═════ MATERIAL FOR THE TASK

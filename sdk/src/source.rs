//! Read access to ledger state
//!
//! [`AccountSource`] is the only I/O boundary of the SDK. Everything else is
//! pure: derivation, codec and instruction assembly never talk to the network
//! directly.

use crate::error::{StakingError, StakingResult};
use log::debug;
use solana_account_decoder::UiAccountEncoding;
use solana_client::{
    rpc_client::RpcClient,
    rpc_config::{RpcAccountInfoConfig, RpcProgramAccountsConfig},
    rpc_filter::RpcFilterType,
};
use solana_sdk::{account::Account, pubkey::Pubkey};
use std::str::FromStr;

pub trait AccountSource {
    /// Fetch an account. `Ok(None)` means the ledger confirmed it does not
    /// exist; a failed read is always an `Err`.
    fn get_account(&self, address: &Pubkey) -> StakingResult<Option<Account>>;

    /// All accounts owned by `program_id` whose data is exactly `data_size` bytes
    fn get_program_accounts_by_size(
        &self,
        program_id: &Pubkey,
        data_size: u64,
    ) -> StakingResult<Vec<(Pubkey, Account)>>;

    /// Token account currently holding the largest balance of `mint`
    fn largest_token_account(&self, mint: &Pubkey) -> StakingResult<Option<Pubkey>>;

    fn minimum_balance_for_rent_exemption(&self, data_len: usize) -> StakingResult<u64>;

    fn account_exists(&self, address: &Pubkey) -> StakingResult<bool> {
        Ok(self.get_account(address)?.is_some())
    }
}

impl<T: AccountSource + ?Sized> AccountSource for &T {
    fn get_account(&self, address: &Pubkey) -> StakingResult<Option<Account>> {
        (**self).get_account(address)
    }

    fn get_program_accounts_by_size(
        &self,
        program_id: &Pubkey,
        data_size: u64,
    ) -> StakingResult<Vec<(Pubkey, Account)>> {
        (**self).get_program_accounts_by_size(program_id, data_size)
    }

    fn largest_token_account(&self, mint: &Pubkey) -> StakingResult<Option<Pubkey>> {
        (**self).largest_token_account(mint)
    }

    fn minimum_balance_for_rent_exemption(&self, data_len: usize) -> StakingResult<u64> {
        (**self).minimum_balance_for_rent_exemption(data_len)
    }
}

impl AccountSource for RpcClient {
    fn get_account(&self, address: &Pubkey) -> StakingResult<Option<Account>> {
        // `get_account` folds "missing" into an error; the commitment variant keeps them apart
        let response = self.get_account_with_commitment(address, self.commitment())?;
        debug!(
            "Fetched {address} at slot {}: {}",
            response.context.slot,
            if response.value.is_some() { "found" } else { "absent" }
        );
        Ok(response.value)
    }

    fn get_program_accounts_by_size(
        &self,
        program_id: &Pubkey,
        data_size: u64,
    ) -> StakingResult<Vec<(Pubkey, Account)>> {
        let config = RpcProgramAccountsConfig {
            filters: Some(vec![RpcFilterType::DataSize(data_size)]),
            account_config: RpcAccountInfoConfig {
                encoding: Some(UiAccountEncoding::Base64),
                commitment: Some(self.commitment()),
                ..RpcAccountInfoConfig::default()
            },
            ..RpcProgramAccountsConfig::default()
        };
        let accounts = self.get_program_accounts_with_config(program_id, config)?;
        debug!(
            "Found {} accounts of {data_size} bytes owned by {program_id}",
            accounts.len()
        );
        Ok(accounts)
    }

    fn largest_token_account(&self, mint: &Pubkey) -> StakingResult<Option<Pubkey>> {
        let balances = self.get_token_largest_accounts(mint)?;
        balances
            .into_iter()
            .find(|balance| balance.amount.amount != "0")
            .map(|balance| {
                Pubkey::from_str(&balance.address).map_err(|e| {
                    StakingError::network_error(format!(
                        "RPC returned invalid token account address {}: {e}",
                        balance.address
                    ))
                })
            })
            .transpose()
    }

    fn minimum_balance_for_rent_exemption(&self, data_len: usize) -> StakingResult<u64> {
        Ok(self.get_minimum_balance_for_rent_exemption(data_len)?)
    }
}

══════════

* REQUIREMENT *
Could you print the material above once more, exactly as it stands?

* EXERCISE OUTPUT *
filename sdk/src/source.rs
//! Read access to ledger state
//!
//! [`AccountSource`] is the only I/O boundary of the SDK. Everything else is
//! pure: derivation, codec and instruction assembly never talk to the network
//! directly.

use crate::error::{StakingError, StakingResult};
use log::debug;
use solana_account_decoder::UiAccountEncoding;
use solana_client::{
    rpc_client::RpcClient,
    rpc_config::{RpcAccountInfoConfig, RpcProgramAccountsConfig},
    rpc_filter::RpcFilterType,
};
use solana_sdk::{account::Account, pubkey::Pubkey};
use std::str::FromStr;

pub trait AccountSource {
    /// Fetch an account. `Ok(None)` means the ledger confirmed it does not
    /// exist; a failed read is always an `Err`.
    fn get_account(&self, address: &Pubkey) -> StakingResult<Option<Account>>;

    /// All accounts owned by `program_id` whose data is exactly `data_size` bytes
    fn get_program_accounts_by_size(
        &self,
        program_id: &Pubkey,
        data_size: u64,
    ) -> StakingResult<Vec<(Pubkey, Account)>>;

    /// Token account currently holding the largest balance of `mint`
    fn largest_token_account(&self, mint: &Pubkey) -> StakingResult<Option<Pubkey>>;

    fn minimum_balance_for_rent_exemption(&self, data_len: usize) -> StakingResult<u64>;

    fn account_exists(&self, address: &Pubkey) -> StakingResult<bool> {
        Ok(self.get_account(address)?.is_some())
    }
}

impl<T: AccountSource + ?Sized> AccountSource for &T {
    fn get_account(&self, address: &Pubkey) -> StakingResult<Option<Account>> {
        (**self).get_account(address)
    }

    fn get_program_accounts_by_size(
        &self,
        program_id: &Pubkey,
        data_size: u64,
    ) -> StakingResult<Vec<(Pubkey, Account)>> {
        (**self).get_program_accounts_by_size(program_id, data_size)
    }

    fn largest_token_account(&self, mint: &Pubkey) -> StakingResult<Option<Pubkey>> {
        (**self).largest_token_account(mint)
    }

    fn minimum_balance_for_rent_exemption(&self, data_len: usize) -> StakingResult<u64> {
        (**self).minimum_balance_for_rent_exemption(data_len)
    }
}

impl AccountSource for RpcClient {
    fn get_account(&self, address: &Pubkey) -> StakingResult<Option<Account>> {
        // `get_account` folds "missing" into an error; the commitment variant keeps them apart
        let response = self.get_account_with_commitment(address, self.commitment())?;
        debug!(
            "Fetched {address} at slot {}: {}",
            response.context.slot,
            if response.value.is_some() { "found" } else { "absent" }
        );
        Ok(response.value)
    }

    fn get_program_accounts_by_size(
        &self,
        program_id: &Pubkey,
        data_size: u64,
    ) -> StakingResult<Vec<(Pubkey, Account)>> {
        let config = RpcProgramAccountsConfig {
            filters: Some(vec![RpcFilterType::DataSize(data_size)]),
            account_config: RpcAccountInfoConfig {
                encoding: Some(UiAccountEncoding::Base64),
                commitment: Some(self.commitment()),
                ..RpcAccountInfoConfig::default()
            },
            ..RpcProgramAccountsConfig::default()
        };
        let accounts = self.get_program_accounts_with_config(program_id, config)?;
        debug!(
            "Found {} accounts of {data_size} bytes owned by {program_id}",
            accounts.len()
        );
        Ok(accounts)
    }

    fn largest_token_account(&self, mint: &Pubkey) -> StakingResult<Option<Pubkey>> {
        let balances = self.get_token_largest_accounts(mint)?;
        balances
            .into_iter()
            .find(|balance| balance.amount.amount != "0")
            .map(|balance| {
                Pubkey::from_str(&balance.address).map_err(|e| {
                    StakingError::network_error(format!(
                        "RPC returned invalid token account address {}: {e}",
                        balance.address
                    ))
                })
            })
            .transpose()
    }

    fn minimum_balance_for_rent_exemption(&self, data_len: usize) -> StakingResult<u64> {
        Ok(self.get_minimum_balance_for_rent_exemption(data_len)?)
    }
}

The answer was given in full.